They had made it. They were finally there.
Around them, roses bloomed with impossible vibrancy, just as Miyera had imagined. Red and gold petals drifted on the wind, brushing against their skin like silk.
But there was no laughter.
Arthanis (First Person Perspective) was kneeling on a path of pristine white stone. In his lap, Miyera lay motionless. She was wearing a dress of fine blue silk—a dress she had bought specifically for this day, for this moment.
But her skin... it was wrong. It had turned the color of ash. It was cracking, fracturing like dry porcelain forced to hold boiling water.
"Arthanis..." she whispered. The sound was wet, thick with fluid.
Dark, viscous blood leaked from her nose. It pooled in the corners of her eyes, weeping down her pale cheeks like black tears. It wasn't from a wound. It was coming from inside.
Her beautiful eyes, which had sparkled only seconds ago at the thought of seeing this place, were now blind, swimming in internal hemorrhage. She was lying in the middle of her paradise, but she couldn't see the roses.
"It hurts..." she hissed, her fingers clawing weakly at his arm. "Why does the air... burn?"
--------------------------------------------------------------------------------
[Vision II: The Taste of Ash]
The scene shifted violently. The smell of flowers was replaced by the scent of caramelized sugar and old stone.
In the background, thunderous applause and laughter erupted. A Comedy was being performed in the open-air theater nearby. Thousands of people were laughing, their joy echoing off the walls.
But here, separated from that happy world by invisible walls, Ciyera was crawling in the dirt.
In her trembling hand, she still clutched a sugar-glazed fruit. It glistened red under the sun, looking delicious, exactly like the "edible sunshine" she had described.
She tried to take a bite. She just wanted to taste it.
But her throat clamped shut. Her body violently rejected the food of the outside world.
She gagged, retching. A spray of black blood burst from her mouth, coating the red sugar glaze. The fruit rolled from her hand, landing in the dust, a sweet treat now covered in rot.
"Bitter..." Ciyera cried silently, scratching at her own throat as if trying to tear out her lungs. "It tastes... like ash..."
The laughter from the theater grew louder, a horrific backing track to the sight of a little girl rotting from the inside out.
--------------------------------------------------------------------------------
[Vision III: The Ocean]
The wind roared. The smell of salt was heavy and sharp.
They were so close. The Ocean was right there, just a few streets away. The sound of the waves crashing against the shore sounded like freedom.
Arthanis gripped Miyera’s hand. He poured mana into her. He forced high-grade healing potions between her lips. He tried everything.
But it was like trying to hold water in a net. Their bodies were unraveling at the cellular level. Invisible chains were tightening around their organs, crushing them simply because they dared to exist outside their cage.

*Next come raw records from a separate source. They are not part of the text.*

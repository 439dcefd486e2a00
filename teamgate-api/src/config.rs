/// Configuration management for the API server
///
/// Configuration comes from environment variables; a `.env` file is loaded
/// first when present.
///
/// # Environment Variables
///
/// - `APP_HOST`: Host to bind to (default: 0.0.0.0)
/// - `APP_PORT`: Port to bind to (default: 8080)
/// - `DATABASE_URL`: PostgreSQL connection string (required)
/// - `DATABASE_MAX_CONNECTIONS`: Pool size (default: 10)
/// - `JWT_SECRET`: HS256 signing secret, at least 32 characters (required)
/// - `JWT_TTL`: Access token lifetime (default: 24h)
/// - `REFRESH_TOKEN_TTL`: Refresh token lifetime (default: 168h)
/// - `CORS_ORIGINS`: Comma-separated allowed origins, `*` for any (default: *)
/// - `RUST_LOG`: Log filter (default: teamgate_api=debug,tower_http=debug)
///
/// Durations are written as a sequence of `<number><unit>` segments with
/// units `ms`, `s`, `m`, `h` or `d`, e.g. `15m`, `1h30m`, `7d`.

use std::env;
use std::fmt;
use std::time::Duration;

/// Complete application configuration
#[derive(Debug, Clone)]
pub struct Config {
    /// API server configuration
    pub api: ApiConfig,

    /// Database configuration
    pub database: DatabaseConfig,

    /// JWT configuration
    pub jwt: JwtConfig,
}

/// API server configuration
#[derive(Debug, Clone)]
pub struct ApiConfig {
    /// Host to bind to
    pub host: String,

    /// Port to bind to
    pub port: u16,

    /// Allowed CORS origins (`*` means any)
    pub cors_origins: Vec<String>,
}

/// Database configuration
#[derive(Debug, Clone)]
pub struct DatabaseConfig {
    /// PostgreSQL connection URL
    pub url: String,

    /// Maximum number of connections in pool
    pub max_connections: u32,
}

/// JWT configuration
#[derive(Clone)]
pub struct JwtConfig {
    /// Secret key for JWT signing
    ///
    /// Must be kept secret and be at least 32 bytes.
    /// Generate with: `openssl rand -hex 32`
    pub secret: String,

    /// Access token lifetime
    pub access_ttl: Duration,

    /// Refresh token lifetime
    pub refresh_ttl: Duration,
}

impl fmt::Debug for JwtConfig {
    fn fmt(&self, f: &mut fmt::Formatter<'_>) -> fmt::Result {
        f.debug_struct("JwtConfig")
            .field("secret", &"[REDACTED]")
            .field("access_ttl", &self.access_ttl)
            .field("refresh_ttl", &self.refresh_ttl)
            .finish()
    }
}

impl Config {
    /// Loads configuration from environment variables
    ///
    /// # Errors
    ///
    /// Returns an error if a required variable is missing or a value does
    /// not parse.
    pub fn from_env() -> anyhow::Result<Self> {
        // Load .env file if present (for development)
        dotenvy::dotenv().ok();

        Self::from_lookup(|key| env::var(key).ok())
    }

    /// Builds configuration from an arbitrary key lookup
    pub fn from_lookup<F>(lookup: F) -> anyhow::Result<Self>
    where
        F: Fn(&str) -> Option<String>,
    {
        let var = |key: &str, default: &str| lookup(key).unwrap_or_else(|| default.to_string());

        let host = var("APP_HOST", "0.0.0.0");
        let port = var("APP_PORT", "8080")
            .parse::<u16>()
            .map_err(|e| anyhow::anyhow!("APP_PORT is not a valid port: {}", e))?;

        let database_url = lookup("DATABASE_URL")
            .filter(|v| !v.is_empty())
            .ok_or_else(|| anyhow::anyhow!("DATABASE_URL environment variable is required"))?;

        let max_connections = var("DATABASE_MAX_CONNECTIONS", "10")
            .parse::<u32>()
            .map_err(|e| anyhow::anyhow!("DATABASE_MAX_CONNECTIONS is invalid: {}", e))?;

        let jwt_secret = lookup("JWT_SECRET")
            .ok_or_else(|| anyhow::anyhow!("JWT_SECRET environment variable is required"))?;

        if jwt_secret.len() < 32 {
            anyhow::bail!("JWT_SECRET must be at least 32 characters long");
        }

        let access_ttl = positive_duration("JWT_TTL", &var("JWT_TTL", "24h"))?;
        let refresh_ttl = positive_duration("REFRESH_TOKEN_TTL", &var("REFRESH_TOKEN_TTL", "168h"))?;

        let cors_origins = var("CORS_ORIGINS", "*")
            .split(',')
            .map(|origin| origin.trim().to_string())
            .filter(|origin| !origin.is_empty())
            .collect();

        Ok(Self {
            api: ApiConfig {
                host,
                port,
                cors_origins,
            },
            database: DatabaseConfig {
                url: database_url,
                max_connections,
            },
            jwt: JwtConfig {
                secret: jwt_secret,
                access_ttl,
                refresh_ttl,
            },
        })
    }

    /// Returns the server bind address
    pub fn bind_address(&self) -> String {
        format!("{}:{}", self.api.host, self.api.port)
    }
}

fn positive_duration(key: &str, value: &str) -> anyhow::Result<Duration> {
    let duration = parse_duration(value).map_err(|e| anyhow::anyhow!("{} is invalid: {}", key, e))?;
    if duration.is_zero() {
        anyhow::bail!("{} must be greater than zero", key);
    }
    Ok(duration)
}

/// Parses a duration such as `24h`, `1h30m`, `90s`, `7d` or `1.5h`
pub fn parse_duration(input: &str) -> anyhow::Result<Duration> {
    let input = input.trim();
    if input.is_empty() {
        anyhow::bail!("empty duration");
    }
    if input == "0" {
        return Ok(Duration::ZERO);
    }

    let mut total_secs = 0f64;
    let mut rest = input;

    while !rest.is_empty() {
        let number_len = rest
            .find(|c: char| !(c.is_ascii_digit() || c == '.'))
            .unwrap_or(rest.len());
        if number_len == 0 {
            anyhow::bail!("expected a number in {:?}", input);
        }
        let value: f64 = rest[..number_len]
            .parse()
            .map_err(|_| anyhow::anyhow!("invalid number in {:?}", input))?;
        rest = &rest[number_len..];

        let unit_len = rest
            .find(|c: char| c.is_ascii_digit() || c == '.')
            .unwrap_or(rest.len());
        let seconds_per_unit = match &rest[..unit_len] {
            "ms" => 0.001,
            "s" => 1.0,
            "m" => 60.0,
            "h" => 3600.0,
            "d" => 86400.0,
            "" => anyhow::bail!("missing unit in {:?}", input),
            unit => anyhow::bail!("unknown unit {:?} in {:?}", unit, input),
        };
        rest = &rest[unit_len..];

        total_secs += value * seconds_per_unit;
    }

    Duration::try_from_secs_f64(total_secs)
        .map_err(|_| anyhow::anyhow!("duration out of range in {:?}", input))
}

"We shouldn't have come," Miyera choked out, the black blood now staining the collar of her beautiful blue dress. Her grip on his hand was ice-cold. "This place... the air is poison... Arthanis... take us home..."
And then, amidst the scent of salt and the roar of the waves they would never see, her hand went limp.
They stopped moving.
They didn't look peaceful in death. They looked like fruit that had rotted in seconds, punished by the world itself for the crime of dreaming.
--------------------------------------------------------------------------------
[Present Time]
"Arthanis?"
Ciyera’s voice snapped him back to the present like a physical slap.
Artham staggered back, his hand clutching his chest, gasping for air as if he had just surfaced from deep water. Cold sweat drenched his back. His heart hammered a frantic rhythm against his ribs—a rhythm of terror that wasn't his own.
The village was normal. Miyera was still smiling, her cheeks flushed with health and life. Ciyera was still holding her honey cake, her eyes bright and clear.
But Artham could still feel the phantom weight of Miyera’s corpse in his arms. He could still taste the metallic tang of the black blood that had ruined the sugar fruit.
"Are you okay?" Miyera asked, her smile fading into concern. "You look pale. Like you've seen a ghost."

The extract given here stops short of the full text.